It is common for patients (42–79 per cent) to have had preoperative biliary drainage before referral to specialist surgical review20, 21, 22, 23. However, this is associated with significant harm24, including a 4 per cent risk of pancreatitis, haemorrhage and bowel perforation25, 26, 27, 28, 29, 30, 31, 32, 33, 34. Biliary colonization following ERCP has been reported to be as high as 27 per cent35, 36, with a resultant impact on surgical‐site infections after pylorus‐preserving pancreaticoduodenectomy (PPPD)37.

A direct‐to‐surgery approach among jaundiced patients, rather than preoperative biliary drainage, is associated with a marked reduction in complications and readmissions38. After preoperative biliary drainage, the need for further procedures and stent changes is common due to cholangitis39.

In August 2015, a pathway to offer surgery without preoperative biliary drainage was implemented at the authors' centre; before this, surgery without preoperative biliary drainage was performed on an ad hoc basis40. It is interesting to observe that this reduced the time from CT to referral, suggesting that changes in specialist care pathways influence the behaviour of referring colleagues in non‐specialist centres. Patients within this ‘fast track’ pathway were within the shortest quartile in time to surgery where diagnostic and staging investigations were prioritized and organized in parallel, rather than in series, reducing times to diagnosis and treatment40. Patients in the longest quartile to surgery were treated within pre‐existing pathways provided within NHS standard treatment times for cancer. These state that treatment for cancer should be provided within 62 days of referral. The experience of these patients shows that provision of early treatment is a challenge within a nationally funded healthcare system of limited resource without some form of support over and above those provided within existing pathways.
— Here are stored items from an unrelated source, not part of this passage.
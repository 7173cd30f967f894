mod arg_value;
mod exception_record;
mod request_snapshot;
mod stack_frame;

pub use arg_value::*;
pub use exception_record::*;
pub use request_snapshot::*;
pub use stack_frame::*;
use crate::models::ArgValue;
use std::fmt;

/// Marker between the enclosing type and the function of a frame.
#[derive(Debug, Clone, Copy, PartialEq, Eq)]
pub enum CallOperator {
    /// Associated function call, rendered `::`.
    Static,
    /// Method call on a value, rendered `->`.
    Instance,
}

impl CallOperator {
    /// Symbol used in stack traces.
    pub fn as_str(&self) -> &'static str {
        match self {
            CallOperator::Static => "::",
            CallOperator::Instance => "->",
        }
    }
}

impl fmt::Display for CallOperator {
    fn fmt(&self, f: &mut fmt::Formatter<'_>) -> fmt::Result {
        f.write_str(self.as_str())
    }
}

/// One call site of a stack trace.
#[derive(Debug, Clone, Default, PartialEq)]
pub struct StackFrame {
    /// Source file. `None` for frames without source, e.g. inside the runtime.
    pub file: Option<String>,

    /// 1-based line.
    pub line: Option<u32>,

    /// Enclosing type of the called function.
    pub type_name: Option<String>,

    /// Kind of call into `type_name`.
    pub call: Option<CallOperator>,

    /// Called function.
    pub function: Option<String>,

    /// Call arguments.
    pub args: Vec<ArgValue>,
}

impl StackFrame {
    /// Create a frame calling `function`, without location.
    pub fn new(function: impl Into<String>) -> Self {
        Self {
            function: Some(function.into()),
            ..Self::default()
        }
    }

    /// Set file and line.
    pub fn with_location(mut self, file: impl Into<String>, line: u32) -> Self {
        self.file = Some(file.into());
        self.line = Some(line);
        self
    }

    /// Set the enclosing type and how it is called.
    pub fn with_type(mut self, type_name: impl Into<String>, call: CallOperator) -> Self {
        self.type_name = Some(type_name.into());
        self.call = Some(call);
        self
    }

    /// Set the call arguments.
    pub fn with_args(mut self, args: impl IntoIterator<Item = ArgValue>) -> Self {
        self.args = args.into_iter().collect();
        self
    }
}
use indexmap::{map::Entry, IndexMap};
use serde_json::{Map, Value};

/// Headers that never make it into a snapshot.
pub(crate) const EXCLUDED_HEADERS: [&str; 2] = ["Authorization", "Cookie"];

const HEADER_VALUE_SEPARATOR: &str = ", ";

/// Inbound request metadata attached to a report.
///
/// Query parameters and headers keep their insertion order. `Authorization` and `Cookie`
/// headers are refused by [`with_header`](Self::with_header), so a snapshot never carries
/// them.
#[derive(Debug, Clone, Default, PartialEq)]
pub struct RequestSnapshot {
    /// Absolute request URL.
    pub url: Option<String>,

    /// Request method.
    pub method: Option<String>,

    /// Query string parameters.
    pub query: IndexMap<String, String>,

    /// Body parameters. Values may be nested objects.
    pub body: Map<String, Value>,

    /// Request headers.
    headers: IndexMap<String, String>,
}

impl RequestSnapshot {
    /// Create an empty snapshot.
    pub fn new() -> Self {
        Self::default()
    }

    /// Set the URL.
    pub fn with_url(mut self, url: impl Into<String>) -> Self {
        self.url = Some(url.into());
        self
    }

    /// Set the method.
    pub fn with_method(mut self, method: impl Into<String>) -> Self {
        self.method = Some(method.into());
        self
    }

    /// Add a query parameter.
    pub fn with_query(mut self, name: impl Into<String>, value: impl Into<String>) -> Self {
        self.query.insert(name.into(), value.into());
        self
    }

    /// Add a body parameter.
    pub fn with_body_param(mut self, name: impl Into<String>, value: impl Into<Value>) -> Self {
        self.body.insert(name.into(), value.into());
        self
    }

    /// Replace the body parameters.
    ///
    /// Non-object JSON values are ignored.
    pub fn with_body(mut self, body: Value) -> Self {
        if let Value::Object(body) = body {
            self.body = body;
        }
        self
    }

    /// Add a header. `Authorization` and `Cookie` are dropped. Values of a repeated header are
    /// joined with `, `.
    pub fn with_header(mut self, name: impl Into<String>, value: impl Into<String>) -> Self {
        self.insert_header(name.into(), value.into());
        self
    }

    /// Headers in insertion order.
    pub fn headers(&self) -> &IndexMap<String, String> {
        &self.headers
    }

    pub(crate) fn insert_header(&mut self, name: String, value: String) {
        if is_excluded_header(&name) {
            return;
        }
        match self.headers.entry(name) {
            Entry::Occupied(mut entry) => {
                let joined = entry.get_mut();
                joined.push_str(HEADER_VALUE_SEPARATOR);
                joined.push_str(&value);
            }
            Entry::Vacant(entry) => {
                entry.insert(value);
            }
        }
    }
}

pub(crate) fn is_excluded_header(name: &str) -> bool {
    EXCLUDED_HEADERS
        .iter()
        .any(|excluded| excluded.eq_ignore_ascii_case(name))
}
Owing to the multiple benefits, avoidance of preoperative biliary drainage among jaundiced patients is recommended in best practice guidelines41 and by NICE9, where possible.

The recently published NICE guidelines on pancreatic cancer9 aim to ensure quicker and more accurate staging. These guidelines recommend PET for all patients to avoid overtreatment of those with occult metastatic disease. This could potentially delay treatment further, and thus it is important that, where implemented, PET is done with minimal impact to the patient pathway. PET–CT showed low accuracy in differentiating benign from malignant periampullary lesions in 57 per cent of patients42, although it had a relatively good ability to detect lymph node metastasis43. The recent PET‐PANC study44 showed similar sensitivity and specificity between multidetector CT and PET–CT. PET–CT upstaged disease, preventing resection in 11 per cent of patients.

The present study, and others5, 45, 46, however, highlight that treatment is time critical. Consequently, concerns over understaging must be balanced against introducing undue delays to surgery. Indeed, overuse of preoperative investigations prolongs time to surgery and results in complications incurred as a result of them39, 47.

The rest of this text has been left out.